Bautain (Louis)

Tels furent les points de départ de la philosophie moderne qui prit autorité dans le monde chrétien, alors que la raison se déclara ouvertement indépen­dante et prétendit fonder la science en elle-même et par ses propres forces.
Depuis ce temps, la philosophie est redevenue tout-à-fait païenne, partant du doute, ne croyant ou s’imaginant ne croire à rien, pas même à la première de toutes les vérités à l’existence de Dieu, pour se donner le plaisir de prouver que Dieu existe ou qu’il n’existe pas, marchant à tâtons comme dit l’Apôtre, cherchant Dieu, l’immuable, l’absolu, dans les phé­nomènes de la nature qui ne sont jamais deux instants les mêmes ou transportant la nature en Dieu. Elle n’a plus de rapport avec cette sagesse éternelle, ai­mée de Pythagore, reconnue par Platon, proclamée par Salomon, et que Paul annonçait aux parfaits : non-seulement elle ne la connaît plus, mais elle re­pousse tous les moyens par lesquels cette source de toute science se communique à l'homme. Aussi, que cette philosophie ait continué à suivre le chemin du rationalisme avec Descartes, qu’elle ait essayé toutes les voies de l’empirisme sur les traces de Bacon et de Locke, ou qu’elle soit rentrée dans la sphère du pla­tonisme avec le génie spéculatif de l’Allemagne, ou enfin qu’en désespoir de cause elle soit redevenue éclectique ou néo-platonique de nos jours, toujours est-il qu’elle n’arrive à autre chose qu’au renouvelle­ment des systèmes et des erreurs déjà épuisés par les anciens. Elle se vante de rechercher la vérité dont, au fond, elle s’inquiète peu, à l’existence de laquelle elle croit à peine, puisqu’elle prétend n’y croire qu’à la condition de l’évidence ou de la démonstration. Ne pouvant s’élever jusqu’à la source de toute vérité et ne voulant point la reconnaître dans son expression, elle la cherche dans les opinions incertaines et dans les pensées flottantes des hommes ; elle travaille sans cesse à détruire pour reconstruire, à faire table rase pour bâtir de nouveau ; elle doute de ce qu’elle avait affirmé, elle abat ce qu’elle avait élevé, elle prétend expliquer l’homme et le monde, refaire la science et la société, et quand elle se met à l’œuvre pour édifier, elle n’a ni base, ni plan, ni but.

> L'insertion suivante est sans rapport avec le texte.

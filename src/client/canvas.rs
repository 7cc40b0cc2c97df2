//! Freehand drawing surface.
//!
//! Strokes come from a JSON document:
//!
//! ```json
//! { "brush": 14, "ink": [0, 0, 0], "strokes": [[[40, 40], [200, 220]]] }
//! ```

use std::path::Path;

use image::{DynamicImage, Rgba, RgbaImage};
use serde::Deserialize;

use super::ClientError;

pub const CANVAS_SIZE: u32 = 280;

fn default_brush() -> f32 {
    12.0
}

fn default_ink() -> [u8; 3] {
    [0, 0, 0]
}

fn default_background() -> [u8; 3] {
    [255, 255, 255]
}

#[derive(Debug, Clone, Deserialize)]
pub struct Drawing {
    /// Brush diameter in pixels.
    #[serde(default = "default_brush")]
    pub brush: f32,
    #[serde(default = "default_ink")]
    pub ink: [u8; 3],
    #[serde(default = "default_background")]
    pub background: [u8; 3],
    /// Polylines in canvas coordinates.
    pub strokes: Vec<Vec<[f32; 2]>>,
}

impl Drawing {
    pub fn from_json(text: &str) -> Result<Self, ClientError> {
        let drawing: Drawing = serde_json::from_str(text).map_err(|e| ClientError::Drawing(e.to_string()))?;
        if !(drawing.brush.is_finite() && drawing.brush > 0.0) {
            return Err(ClientError::Drawing(format!(
                "brush must be a positive width, got {}",
                drawing.brush
            )));
        }
        Ok(drawing)
    }

    pub fn from_file(path: impl AsRef<Path>) -> Result<Self, ClientError> {
        let path = path.as_ref();
        let text = std::fs::read_to_string(path).map_err(|source| ClientError::Io {
            path: path.to_path_buf(),
            source,
        })?;
        Self::from_json(&text)
    }

    pub fn render(&self) -> Canvas {
        let mut canvas = Canvas::new(self.background);
        for stroke in &self.strokes {
            canvas.stroke(stroke, self.brush, self.ink);
        }
        canvas
    }
}

/// Fixed-size RGBA raster. Untouched pixels are transparent.
#[derive(Debug, Clone)]
pub struct Canvas {
    image: RgbaImage,
}

impl Canvas {
    pub fn new(background: [u8; 3]) -> Self {
        let [r, g, b] = background;
        Self {
            image: RgbaImage::from_pixel(CANVAS_SIZE, CANVAS_SIZE, Rgba([r, g, b, 0])),
        }
    }

    pub fn rgba(&self) -> &RgbaImage {
        &self.image
    }

    /// Drops the alpha channel.
    pub fn to_rgb(&self) -> DynamicImage {
        DynamicImage::ImageRgb8(DynamicImage::ImageRgba8(self.image.clone()).to_rgb8())
    }

    pub fn stroke(&mut self, points: &[[f32; 2]], width: f32, ink: [u8; 3]) {
        let radius = (width / 2.0).max(0.5);
        let [r, g, b] = ink;
        let color = Rgba([r, g, b, 255]);

        match points {
            [] => {}
            [[x, y]] => self.stamp(*x, *y, radius, color),
            _ => {
                for pair in points.windows(2) {
                    let ([x0, y0], [x1, y1]) = (pair[0], pair[1]);
                    let steps = (x1 - x0).hypot(y1 - y0).ceil().max(1.0) as u32;
                    for i in 0..=steps {
                        let t = i as f32 / steps as f32;
                        self.stamp(x0 + (x1 - x0) * t, y0 + (y1 - y0) * t, radius, color);
                    }
                }
            }
        }
    }

    fn stamp(&mut self, cx: f32, cy: f32, radius: f32, color: Rgba<u8>) {
        let max = (CANVAS_SIZE - 1) as f32;
        let (x_lo, x_hi) = ((cx - radius).floor().max(0.0), (cx + radius).ceil().min(max));
        let (y_lo, y_hi) = ((cy - radius).floor().max(0.0), (cy + radius).ceil().min(max));
        if x_lo > x_hi || y_lo > y_hi {
            return;
        }

        for y in y_lo as u32..=y_hi as u32 {
            for x in x_lo as u32..=x_hi as u32 {
                let (dx, dy) = (x as f32 - cx, y as f32 - cy);
                if dx * dx + dy * dy <= radius * radius {
                    self.image.put_pixel(x, y, color);
                }
            }
        }
    }
}

#[cfg(test)]
mod tests {
    use super::*;
    use image::GenericImageView;

    #[test]
    fn empty_drawing_is_background_after_alpha_drop() {
        let drawing = Drawing::from_json(r#"{"strokes": []}"#).unwrap();
        let canvas = drawing.render();
        assert_eq!(canvas.rgba().dimensions(), (CANVAS_SIZE, CANVAS_SIZE));
        assert_eq!(canvas.rgba().get_pixel(10, 10)[3], 0);

        let rgb = canvas.to_rgb();
        assert!(!rgb.color().has_alpha());
        assert_eq!(rgb.get_pixel(10, 10).0, [255, 255, 255, 255]);
    }

    #[test]
    fn stroke_paints_along_the_segment() {
        let drawing = Drawing::from_json(
            r#"{"brush": 6, "ink": [200, 0, 0], "strokes": [[[20, 140], [260, 140]]]}"#,
        )
        .unwrap();
        let canvas = drawing.render();
        let img = canvas.rgba();

        for x in [20, 100, 180, 260] {
            assert_eq!(img.get_pixel(x, 140).0, [200, 0, 0, 255]);
        }
        assert_eq!(img.get_pixel(140, 120)[3], 0);
    }

    #[test]
    fn single_point_and_offscreen_strokes() {
        let mut canvas = Canvas::new([0, 0, 0]);
        canvas.stroke(&[[5.0, 5.0]], 4.0, [255, 255, 255]);
        canvas.stroke(&[[-50.0, -50.0], [-10.0, -10.0]], 4.0, [255, 255, 255]);
        canvas.stroke(&[[900.0, 900.0]], 4.0, [255, 255, 255]);

        let img = canvas.rgba();
        assert_eq!(img.get_pixel(5, 5)[3], 255);
        assert_eq!(img.get_pixel(0, 0)[3], 0);
        assert_eq!(img.get_pixel(279, 279)[3], 0);
    }

    #[test]
    fn rejects_bad_documents() {
        assert!(matches!(Drawing::from_json("{"), Err(ClientError::Drawing(_))));
        assert!(matches!(
            Drawing::from_json(r#"{"brush": 0, "strokes": []}"#),
            Err(ClientError::Drawing(_))
        ));
    }
}
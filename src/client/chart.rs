use std::fmt::Write;

use crate::models::{Prediction, Probabilities};

pub const BAR_WIDTH: usize = 40;

/// Bar colours by class index, cycled when there are more labels.
pub const PALETTE: [(u8, u8, u8); 3] = [(0xFF, 0x6F, 0x61), (0x6B, 0x5B, 0x95), (0x88, 0xB0, 0x4B)];

const RESET: &str = "\x1b[0m";

fn paint(text: &str, index: usize) -> String {
    let (r, g, b) = PALETTE[index % PALETTE.len()];
    format!("\x1b[38;2;{r};{g};{b}m{text}{RESET}")
}

pub fn glyph(label: &str) -> &'static str {
    match label {
        "chicken" => "🐔",
        "slon" => "🐘",
        "horse" => "🐎",
        _ => "❓",
    }
}

pub fn headline(prediction: &Prediction) -> String {
    format!(
        "Predicted class: {} {}",
        glyph(&prediction.predicted_class),
        prediction.predicted_class
    )
}

/// Horizontal bar per label on a fixed `[0, 1]` axis, in response order.
/// With `color` set, each bar gets a 24-bit ANSI colour from [`PALETTE`].
pub fn bar_chart(probabilities: &Probabilities, width: usize, color: bool) -> String {
    let label_width = probabilities
        .labels()
        .map(|l| l.chars().count())
        .max()
        .unwrap_or(0);

    let mut out = String::new();
    for (index, (label, p)) in probabilities.iter().enumerate() {
        let clamped = if p.is_finite() { p.clamp(0.0, 1.0) } else { 0.0 };
        let filled = ((clamped * width as f32).round() as usize).min(width);
        let bar = "█".repeat(filled);
        let bar = if color && filled > 0 { paint(&bar, index) } else { bar };
        let _ = writeln!(
            out,
            "{label:>label_width$} |{}{}| {:.2}%",
            bar,
            " ".repeat(width - filled),
            p * 100.0
        );
    }
    out
}

pub fn render(prediction: &Prediction, width: usize, color: bool) -> String {
    format!(
        "{}\n\nClass probabilities\n{}",
        headline(prediction),
        bar_chart(&prediction.probabilities, width, color)
    )
}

Ce qu’on appelle philosophie de nos jours n’est vraiment plus qu’un instrument de destruction, servant à ébranler, à sa­per, à renverser. C’est par là que ces systèmes et ces doctrines sont foncièrement en opposition avec l’es­prit du Christianisme, qui est essentiellement conservateur. C’est le panthéisme en opposition avec le théisme; c’est l’esprit du monde en contradiction avec l’esprit de l’Évangile ; c’est la continuation de la lutte entre l’idolâtrie et les adorateurs du vrai Dieu.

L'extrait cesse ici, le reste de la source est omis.